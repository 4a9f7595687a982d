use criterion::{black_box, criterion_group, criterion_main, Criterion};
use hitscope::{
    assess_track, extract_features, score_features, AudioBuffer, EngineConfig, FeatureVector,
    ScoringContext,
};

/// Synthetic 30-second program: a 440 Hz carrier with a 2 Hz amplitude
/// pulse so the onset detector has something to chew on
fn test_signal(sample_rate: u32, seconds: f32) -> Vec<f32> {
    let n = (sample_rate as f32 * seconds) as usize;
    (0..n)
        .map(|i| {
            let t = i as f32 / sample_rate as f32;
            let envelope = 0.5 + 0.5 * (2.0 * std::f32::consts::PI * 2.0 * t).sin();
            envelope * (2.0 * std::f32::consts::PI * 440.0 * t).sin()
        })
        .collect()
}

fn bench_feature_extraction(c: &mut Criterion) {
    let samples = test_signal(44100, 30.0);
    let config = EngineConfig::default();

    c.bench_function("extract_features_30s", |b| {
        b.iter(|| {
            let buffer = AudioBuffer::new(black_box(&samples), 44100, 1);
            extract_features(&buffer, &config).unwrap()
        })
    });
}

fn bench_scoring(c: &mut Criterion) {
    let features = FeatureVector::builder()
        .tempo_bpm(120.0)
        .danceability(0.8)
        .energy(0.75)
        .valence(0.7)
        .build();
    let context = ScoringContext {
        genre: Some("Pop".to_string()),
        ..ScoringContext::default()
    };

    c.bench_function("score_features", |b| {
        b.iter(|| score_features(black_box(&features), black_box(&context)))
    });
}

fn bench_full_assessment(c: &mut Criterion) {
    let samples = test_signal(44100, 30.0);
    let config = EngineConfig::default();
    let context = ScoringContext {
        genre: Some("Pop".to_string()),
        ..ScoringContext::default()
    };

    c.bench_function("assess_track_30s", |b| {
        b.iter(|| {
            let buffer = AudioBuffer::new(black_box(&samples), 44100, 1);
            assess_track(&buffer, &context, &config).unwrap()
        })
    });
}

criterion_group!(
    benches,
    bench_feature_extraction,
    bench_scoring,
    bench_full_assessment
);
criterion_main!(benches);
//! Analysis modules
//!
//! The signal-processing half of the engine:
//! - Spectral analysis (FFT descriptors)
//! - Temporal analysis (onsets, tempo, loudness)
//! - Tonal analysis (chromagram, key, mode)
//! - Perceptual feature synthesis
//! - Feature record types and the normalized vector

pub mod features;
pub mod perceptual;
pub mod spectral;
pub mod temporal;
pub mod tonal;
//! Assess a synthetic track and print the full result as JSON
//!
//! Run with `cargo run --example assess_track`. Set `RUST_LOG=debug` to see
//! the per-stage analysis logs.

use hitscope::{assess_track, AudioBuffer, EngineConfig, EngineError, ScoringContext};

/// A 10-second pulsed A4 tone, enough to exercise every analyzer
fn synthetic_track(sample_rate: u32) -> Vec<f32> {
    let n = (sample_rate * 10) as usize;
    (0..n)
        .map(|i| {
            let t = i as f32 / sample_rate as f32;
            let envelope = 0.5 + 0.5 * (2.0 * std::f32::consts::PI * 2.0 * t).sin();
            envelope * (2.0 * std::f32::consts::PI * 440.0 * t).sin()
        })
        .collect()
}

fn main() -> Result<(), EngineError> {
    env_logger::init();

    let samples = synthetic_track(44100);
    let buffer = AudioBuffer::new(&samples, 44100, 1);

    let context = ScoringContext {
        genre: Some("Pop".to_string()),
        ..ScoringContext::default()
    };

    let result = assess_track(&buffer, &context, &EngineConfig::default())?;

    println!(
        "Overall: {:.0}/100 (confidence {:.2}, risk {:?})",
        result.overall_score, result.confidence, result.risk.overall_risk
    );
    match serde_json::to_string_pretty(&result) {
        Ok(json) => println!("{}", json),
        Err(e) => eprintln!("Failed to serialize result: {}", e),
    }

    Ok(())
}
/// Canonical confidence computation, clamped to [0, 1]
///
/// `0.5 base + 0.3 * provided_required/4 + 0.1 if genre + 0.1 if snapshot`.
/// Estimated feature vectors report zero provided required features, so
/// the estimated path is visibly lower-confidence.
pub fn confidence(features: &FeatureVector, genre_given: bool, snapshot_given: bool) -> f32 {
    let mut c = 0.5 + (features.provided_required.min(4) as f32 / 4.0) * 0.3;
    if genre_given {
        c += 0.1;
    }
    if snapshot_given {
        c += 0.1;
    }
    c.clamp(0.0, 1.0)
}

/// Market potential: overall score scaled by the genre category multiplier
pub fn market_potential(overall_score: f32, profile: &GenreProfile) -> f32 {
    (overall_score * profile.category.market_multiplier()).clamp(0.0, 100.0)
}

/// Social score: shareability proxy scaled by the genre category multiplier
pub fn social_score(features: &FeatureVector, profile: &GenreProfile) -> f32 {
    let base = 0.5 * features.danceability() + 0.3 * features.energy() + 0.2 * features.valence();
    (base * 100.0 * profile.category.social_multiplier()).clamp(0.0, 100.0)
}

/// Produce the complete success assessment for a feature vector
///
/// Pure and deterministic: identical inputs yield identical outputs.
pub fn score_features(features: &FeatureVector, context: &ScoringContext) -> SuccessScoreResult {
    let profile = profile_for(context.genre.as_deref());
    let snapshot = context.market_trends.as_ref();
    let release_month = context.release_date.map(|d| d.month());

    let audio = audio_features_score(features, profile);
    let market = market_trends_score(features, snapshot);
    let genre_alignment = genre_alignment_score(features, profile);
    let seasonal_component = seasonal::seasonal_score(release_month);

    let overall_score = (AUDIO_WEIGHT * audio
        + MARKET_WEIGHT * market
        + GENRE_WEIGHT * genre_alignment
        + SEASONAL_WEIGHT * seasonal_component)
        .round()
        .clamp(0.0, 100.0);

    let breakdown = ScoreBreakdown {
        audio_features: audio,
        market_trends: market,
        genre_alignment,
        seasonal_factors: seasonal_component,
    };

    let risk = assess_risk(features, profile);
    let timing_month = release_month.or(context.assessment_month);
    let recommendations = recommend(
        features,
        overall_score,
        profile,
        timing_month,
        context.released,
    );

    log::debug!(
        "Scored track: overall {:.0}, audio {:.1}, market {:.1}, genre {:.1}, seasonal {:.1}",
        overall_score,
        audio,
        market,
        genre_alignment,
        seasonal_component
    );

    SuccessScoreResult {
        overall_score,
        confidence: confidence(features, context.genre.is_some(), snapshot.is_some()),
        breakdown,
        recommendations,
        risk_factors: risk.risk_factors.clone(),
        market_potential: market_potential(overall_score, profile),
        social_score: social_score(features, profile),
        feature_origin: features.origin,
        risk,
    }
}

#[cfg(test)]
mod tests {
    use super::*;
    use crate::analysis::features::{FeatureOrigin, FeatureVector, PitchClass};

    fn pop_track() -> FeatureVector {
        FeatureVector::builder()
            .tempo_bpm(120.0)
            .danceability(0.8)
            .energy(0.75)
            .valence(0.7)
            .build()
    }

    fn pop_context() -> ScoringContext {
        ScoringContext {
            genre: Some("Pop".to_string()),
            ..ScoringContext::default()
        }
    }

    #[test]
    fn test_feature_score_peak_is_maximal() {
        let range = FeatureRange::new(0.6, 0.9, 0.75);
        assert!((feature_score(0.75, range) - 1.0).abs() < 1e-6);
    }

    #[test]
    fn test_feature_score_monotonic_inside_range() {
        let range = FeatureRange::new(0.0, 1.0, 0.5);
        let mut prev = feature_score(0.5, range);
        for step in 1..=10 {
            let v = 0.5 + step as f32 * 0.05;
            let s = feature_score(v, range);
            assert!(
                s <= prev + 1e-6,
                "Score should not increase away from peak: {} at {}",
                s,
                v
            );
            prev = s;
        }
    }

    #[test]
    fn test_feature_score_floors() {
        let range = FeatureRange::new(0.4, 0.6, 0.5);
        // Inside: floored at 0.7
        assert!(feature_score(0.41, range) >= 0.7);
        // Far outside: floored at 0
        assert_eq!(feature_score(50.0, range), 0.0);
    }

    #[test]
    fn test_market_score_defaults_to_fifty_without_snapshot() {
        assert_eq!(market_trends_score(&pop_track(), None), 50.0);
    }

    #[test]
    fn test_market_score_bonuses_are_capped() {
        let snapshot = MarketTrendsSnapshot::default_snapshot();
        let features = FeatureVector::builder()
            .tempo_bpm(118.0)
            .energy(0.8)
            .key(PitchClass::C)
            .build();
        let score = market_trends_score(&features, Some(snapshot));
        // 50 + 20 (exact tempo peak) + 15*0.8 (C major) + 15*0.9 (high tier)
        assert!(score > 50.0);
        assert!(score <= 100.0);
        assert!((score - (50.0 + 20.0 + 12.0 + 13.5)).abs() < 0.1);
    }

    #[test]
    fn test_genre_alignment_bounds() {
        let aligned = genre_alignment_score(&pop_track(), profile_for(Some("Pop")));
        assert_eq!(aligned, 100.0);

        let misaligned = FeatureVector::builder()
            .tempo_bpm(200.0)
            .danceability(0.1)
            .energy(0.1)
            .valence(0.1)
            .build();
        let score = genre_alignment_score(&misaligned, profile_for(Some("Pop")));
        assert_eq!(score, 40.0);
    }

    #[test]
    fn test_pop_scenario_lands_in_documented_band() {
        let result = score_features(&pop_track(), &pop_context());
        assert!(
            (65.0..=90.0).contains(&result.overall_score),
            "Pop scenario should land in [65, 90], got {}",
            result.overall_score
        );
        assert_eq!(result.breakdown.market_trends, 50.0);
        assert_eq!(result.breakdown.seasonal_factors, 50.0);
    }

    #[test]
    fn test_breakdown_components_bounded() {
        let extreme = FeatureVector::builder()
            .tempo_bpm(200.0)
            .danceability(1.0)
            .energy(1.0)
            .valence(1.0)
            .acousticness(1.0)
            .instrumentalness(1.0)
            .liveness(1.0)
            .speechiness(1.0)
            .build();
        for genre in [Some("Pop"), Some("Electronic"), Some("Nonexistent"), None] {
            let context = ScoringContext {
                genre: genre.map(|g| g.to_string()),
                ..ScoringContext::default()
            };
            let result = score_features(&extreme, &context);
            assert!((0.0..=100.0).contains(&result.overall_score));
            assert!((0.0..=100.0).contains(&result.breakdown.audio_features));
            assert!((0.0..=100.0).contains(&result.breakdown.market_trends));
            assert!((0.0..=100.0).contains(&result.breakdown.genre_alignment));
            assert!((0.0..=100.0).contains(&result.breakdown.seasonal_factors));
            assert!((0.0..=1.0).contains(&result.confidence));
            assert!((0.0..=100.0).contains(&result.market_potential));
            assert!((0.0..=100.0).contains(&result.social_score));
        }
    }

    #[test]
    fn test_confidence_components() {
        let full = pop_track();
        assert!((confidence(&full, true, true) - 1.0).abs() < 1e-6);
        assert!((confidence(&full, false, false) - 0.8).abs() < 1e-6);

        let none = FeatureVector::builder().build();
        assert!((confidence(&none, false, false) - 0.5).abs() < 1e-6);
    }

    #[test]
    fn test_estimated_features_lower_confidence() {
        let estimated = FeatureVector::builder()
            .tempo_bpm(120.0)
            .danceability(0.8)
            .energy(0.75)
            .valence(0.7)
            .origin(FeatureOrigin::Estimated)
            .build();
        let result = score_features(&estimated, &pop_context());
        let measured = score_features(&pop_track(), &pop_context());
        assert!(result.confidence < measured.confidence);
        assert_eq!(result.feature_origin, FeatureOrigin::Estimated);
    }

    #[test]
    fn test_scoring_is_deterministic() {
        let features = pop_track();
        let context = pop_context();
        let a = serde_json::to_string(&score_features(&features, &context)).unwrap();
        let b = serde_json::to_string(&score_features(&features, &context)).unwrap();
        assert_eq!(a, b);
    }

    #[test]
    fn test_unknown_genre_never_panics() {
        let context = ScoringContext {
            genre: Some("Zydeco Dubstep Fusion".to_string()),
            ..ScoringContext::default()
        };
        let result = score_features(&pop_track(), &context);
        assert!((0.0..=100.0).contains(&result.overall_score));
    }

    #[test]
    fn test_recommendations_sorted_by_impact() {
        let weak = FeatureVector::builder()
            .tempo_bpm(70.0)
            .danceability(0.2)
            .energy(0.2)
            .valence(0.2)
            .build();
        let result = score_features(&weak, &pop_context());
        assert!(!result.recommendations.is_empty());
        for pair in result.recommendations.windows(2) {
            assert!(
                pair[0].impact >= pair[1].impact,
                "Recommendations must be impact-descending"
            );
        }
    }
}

--

__Problem requirements__: Take the stretch of lines above from the one containing "assess_track(&buffer, &context, &config).unwrap()" through the one containing "fn synthetic_track(sample_rate: u32)" and repeat it exactly, adding no other line.

__Task response__:
            assess_track(&buffer, &context, &config).unwrap()
        })
    });
}

criterion_group!(
    benches,
    bench_feature_extraction,
    bench_scoring,
    bench_full_assessment
);
criterion_main!(benches);
//! Analysis modules
//!
//! The signal-processing half of the engine:
//! - Spectral analysis (FFT descriptors)
//! - Temporal analysis (onsets, tempo, loudness)
//! - Tonal analysis (chromagram, key, mode)
//! - Perceptual feature synthesis
//! - Feature record types and the normalized vector

pub mod features;
pub mod perceptual;
pub mod spectral;
pub mod temporal;
pub mod tonal;
//! Assess a synthetic track and print the full result as JSON
//!
//! Run with `cargo run --example assess_track`. Set `RUST_LOG=debug` to see
//! the per-stage analysis logs.

use hitscope::{assess_track, AudioBuffer, EngineConfig, EngineError, ScoringContext};

/// A 10-second pulsed A4 tone, enough to exercise every analyzer
fn synthetic_track(sample_rate: u32) -> Vec<f32> {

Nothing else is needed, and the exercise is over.